#### [What is needed]
How many lines within the records include the word "actual"? Only that number should be given.
#### Record set ####
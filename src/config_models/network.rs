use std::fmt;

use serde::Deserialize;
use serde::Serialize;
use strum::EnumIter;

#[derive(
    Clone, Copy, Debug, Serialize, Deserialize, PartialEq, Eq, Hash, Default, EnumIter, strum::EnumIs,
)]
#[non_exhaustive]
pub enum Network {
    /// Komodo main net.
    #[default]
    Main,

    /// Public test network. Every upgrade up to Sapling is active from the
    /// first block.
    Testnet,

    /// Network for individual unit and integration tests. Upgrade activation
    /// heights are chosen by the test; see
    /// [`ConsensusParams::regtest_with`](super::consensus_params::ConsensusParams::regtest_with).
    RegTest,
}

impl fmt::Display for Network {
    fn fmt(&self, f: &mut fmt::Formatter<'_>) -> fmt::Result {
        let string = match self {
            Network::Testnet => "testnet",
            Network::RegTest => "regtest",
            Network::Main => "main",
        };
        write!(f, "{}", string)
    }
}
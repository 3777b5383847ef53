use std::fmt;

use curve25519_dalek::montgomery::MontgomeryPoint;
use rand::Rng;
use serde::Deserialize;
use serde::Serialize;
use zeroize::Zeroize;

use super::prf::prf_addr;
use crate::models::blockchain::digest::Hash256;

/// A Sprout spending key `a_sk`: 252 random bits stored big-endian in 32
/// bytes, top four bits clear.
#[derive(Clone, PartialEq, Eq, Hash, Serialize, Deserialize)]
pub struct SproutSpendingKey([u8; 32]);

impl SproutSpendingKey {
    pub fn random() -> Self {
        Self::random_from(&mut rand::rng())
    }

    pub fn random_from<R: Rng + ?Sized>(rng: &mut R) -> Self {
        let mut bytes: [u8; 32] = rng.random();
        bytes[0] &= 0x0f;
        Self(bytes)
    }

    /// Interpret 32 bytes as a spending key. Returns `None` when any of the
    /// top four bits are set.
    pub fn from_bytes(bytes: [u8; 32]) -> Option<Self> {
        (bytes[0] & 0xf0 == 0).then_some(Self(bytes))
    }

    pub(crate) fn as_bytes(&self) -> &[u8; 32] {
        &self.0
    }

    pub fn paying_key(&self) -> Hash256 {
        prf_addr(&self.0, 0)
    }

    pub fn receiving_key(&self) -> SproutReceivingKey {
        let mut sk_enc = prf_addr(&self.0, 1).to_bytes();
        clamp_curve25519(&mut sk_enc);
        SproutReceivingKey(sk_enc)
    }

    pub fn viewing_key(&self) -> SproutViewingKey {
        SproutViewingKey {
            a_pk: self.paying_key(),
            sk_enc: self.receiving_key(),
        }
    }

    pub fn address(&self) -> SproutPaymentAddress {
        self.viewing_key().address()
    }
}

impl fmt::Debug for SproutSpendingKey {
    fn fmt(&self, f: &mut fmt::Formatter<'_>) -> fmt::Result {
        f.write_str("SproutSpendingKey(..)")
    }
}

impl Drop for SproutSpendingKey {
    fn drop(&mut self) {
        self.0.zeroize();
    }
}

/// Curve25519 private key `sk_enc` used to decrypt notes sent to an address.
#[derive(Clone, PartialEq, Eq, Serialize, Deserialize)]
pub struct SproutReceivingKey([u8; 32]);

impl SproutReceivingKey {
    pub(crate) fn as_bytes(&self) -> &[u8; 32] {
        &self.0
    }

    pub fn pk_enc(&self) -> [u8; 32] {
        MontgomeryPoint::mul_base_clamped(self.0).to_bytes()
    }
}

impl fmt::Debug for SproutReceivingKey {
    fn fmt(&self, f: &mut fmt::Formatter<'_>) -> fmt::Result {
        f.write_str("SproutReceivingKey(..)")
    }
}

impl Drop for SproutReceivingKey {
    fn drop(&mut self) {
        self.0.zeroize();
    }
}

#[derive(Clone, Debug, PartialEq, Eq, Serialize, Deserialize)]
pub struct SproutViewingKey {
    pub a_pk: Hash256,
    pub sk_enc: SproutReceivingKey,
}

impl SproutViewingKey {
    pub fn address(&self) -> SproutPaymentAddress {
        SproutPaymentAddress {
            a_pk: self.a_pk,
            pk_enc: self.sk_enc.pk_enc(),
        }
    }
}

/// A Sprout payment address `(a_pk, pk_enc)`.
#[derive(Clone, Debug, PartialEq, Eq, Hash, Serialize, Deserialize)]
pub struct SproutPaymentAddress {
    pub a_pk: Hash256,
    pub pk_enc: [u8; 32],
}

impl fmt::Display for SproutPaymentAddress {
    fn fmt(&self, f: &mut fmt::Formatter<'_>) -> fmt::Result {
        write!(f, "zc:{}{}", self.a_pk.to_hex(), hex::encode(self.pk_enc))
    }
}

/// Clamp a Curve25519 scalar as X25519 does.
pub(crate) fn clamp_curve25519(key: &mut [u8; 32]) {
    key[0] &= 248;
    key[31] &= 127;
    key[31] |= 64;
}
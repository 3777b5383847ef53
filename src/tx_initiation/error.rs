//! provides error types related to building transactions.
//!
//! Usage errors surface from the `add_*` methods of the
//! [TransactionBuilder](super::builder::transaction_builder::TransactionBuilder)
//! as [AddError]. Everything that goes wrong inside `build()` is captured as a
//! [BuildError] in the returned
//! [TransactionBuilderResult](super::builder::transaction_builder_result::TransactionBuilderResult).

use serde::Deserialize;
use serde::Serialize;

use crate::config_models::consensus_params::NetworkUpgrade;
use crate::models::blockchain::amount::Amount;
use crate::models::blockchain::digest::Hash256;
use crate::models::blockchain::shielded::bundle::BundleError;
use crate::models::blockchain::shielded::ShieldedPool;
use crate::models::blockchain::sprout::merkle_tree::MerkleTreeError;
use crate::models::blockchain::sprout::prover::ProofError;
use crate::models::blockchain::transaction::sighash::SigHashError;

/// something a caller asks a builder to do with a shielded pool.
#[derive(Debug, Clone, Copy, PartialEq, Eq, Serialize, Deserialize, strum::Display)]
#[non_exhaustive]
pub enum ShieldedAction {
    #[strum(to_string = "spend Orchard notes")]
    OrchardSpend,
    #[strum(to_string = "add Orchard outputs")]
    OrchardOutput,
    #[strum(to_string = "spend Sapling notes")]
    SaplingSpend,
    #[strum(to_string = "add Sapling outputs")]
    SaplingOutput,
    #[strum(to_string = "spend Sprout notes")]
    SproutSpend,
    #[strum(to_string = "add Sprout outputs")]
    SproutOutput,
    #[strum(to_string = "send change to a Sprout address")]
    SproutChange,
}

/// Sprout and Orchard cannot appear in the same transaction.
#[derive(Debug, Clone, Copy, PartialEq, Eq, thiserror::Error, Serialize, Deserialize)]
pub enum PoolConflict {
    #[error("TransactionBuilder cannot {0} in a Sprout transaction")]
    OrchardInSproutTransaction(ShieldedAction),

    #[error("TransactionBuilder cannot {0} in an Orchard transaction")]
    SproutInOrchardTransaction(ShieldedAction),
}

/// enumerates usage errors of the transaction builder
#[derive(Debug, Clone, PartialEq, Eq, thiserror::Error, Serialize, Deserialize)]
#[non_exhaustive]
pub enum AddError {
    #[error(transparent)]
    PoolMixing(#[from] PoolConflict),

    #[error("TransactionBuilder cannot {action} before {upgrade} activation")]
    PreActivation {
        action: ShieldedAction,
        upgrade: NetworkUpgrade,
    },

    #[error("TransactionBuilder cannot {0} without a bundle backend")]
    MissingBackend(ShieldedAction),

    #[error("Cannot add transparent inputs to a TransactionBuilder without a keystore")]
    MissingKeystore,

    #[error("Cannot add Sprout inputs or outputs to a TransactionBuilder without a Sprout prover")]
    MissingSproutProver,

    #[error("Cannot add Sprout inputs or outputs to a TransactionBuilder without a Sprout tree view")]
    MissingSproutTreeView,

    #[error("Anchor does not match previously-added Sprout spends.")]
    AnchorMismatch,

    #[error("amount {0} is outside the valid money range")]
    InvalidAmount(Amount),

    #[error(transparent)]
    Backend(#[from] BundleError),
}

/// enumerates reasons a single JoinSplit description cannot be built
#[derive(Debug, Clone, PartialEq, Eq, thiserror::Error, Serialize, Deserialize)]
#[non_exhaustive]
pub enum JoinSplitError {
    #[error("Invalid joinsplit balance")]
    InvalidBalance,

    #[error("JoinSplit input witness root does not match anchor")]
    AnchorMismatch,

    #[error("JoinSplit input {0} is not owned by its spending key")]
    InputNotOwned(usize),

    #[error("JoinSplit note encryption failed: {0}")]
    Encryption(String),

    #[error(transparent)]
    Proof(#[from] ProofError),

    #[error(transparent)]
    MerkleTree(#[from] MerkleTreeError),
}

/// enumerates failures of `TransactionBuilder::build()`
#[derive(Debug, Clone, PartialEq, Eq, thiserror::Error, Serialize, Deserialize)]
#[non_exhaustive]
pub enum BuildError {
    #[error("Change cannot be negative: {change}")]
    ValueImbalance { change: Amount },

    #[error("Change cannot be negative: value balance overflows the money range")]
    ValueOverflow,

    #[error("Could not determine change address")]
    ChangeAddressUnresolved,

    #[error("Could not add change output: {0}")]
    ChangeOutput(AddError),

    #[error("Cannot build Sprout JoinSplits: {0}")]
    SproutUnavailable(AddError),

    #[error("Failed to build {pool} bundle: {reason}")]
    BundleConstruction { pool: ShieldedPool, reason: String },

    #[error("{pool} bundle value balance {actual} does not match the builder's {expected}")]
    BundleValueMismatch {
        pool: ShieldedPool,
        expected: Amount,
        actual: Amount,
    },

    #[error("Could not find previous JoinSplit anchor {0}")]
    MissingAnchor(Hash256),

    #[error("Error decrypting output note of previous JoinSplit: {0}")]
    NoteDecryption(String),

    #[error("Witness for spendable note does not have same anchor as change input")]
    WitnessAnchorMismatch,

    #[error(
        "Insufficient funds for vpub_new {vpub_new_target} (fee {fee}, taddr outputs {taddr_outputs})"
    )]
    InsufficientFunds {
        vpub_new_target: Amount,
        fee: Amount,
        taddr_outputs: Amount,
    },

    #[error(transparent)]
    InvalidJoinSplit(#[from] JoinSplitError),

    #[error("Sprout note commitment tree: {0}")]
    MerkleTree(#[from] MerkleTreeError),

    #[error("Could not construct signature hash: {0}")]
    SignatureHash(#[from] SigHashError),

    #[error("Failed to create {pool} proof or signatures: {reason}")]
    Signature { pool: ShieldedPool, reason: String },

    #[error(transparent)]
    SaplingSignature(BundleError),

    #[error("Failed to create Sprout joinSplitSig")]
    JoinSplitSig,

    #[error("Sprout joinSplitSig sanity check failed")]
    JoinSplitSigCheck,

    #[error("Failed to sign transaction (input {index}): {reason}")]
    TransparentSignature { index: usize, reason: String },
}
####
#### [Problem solution]
2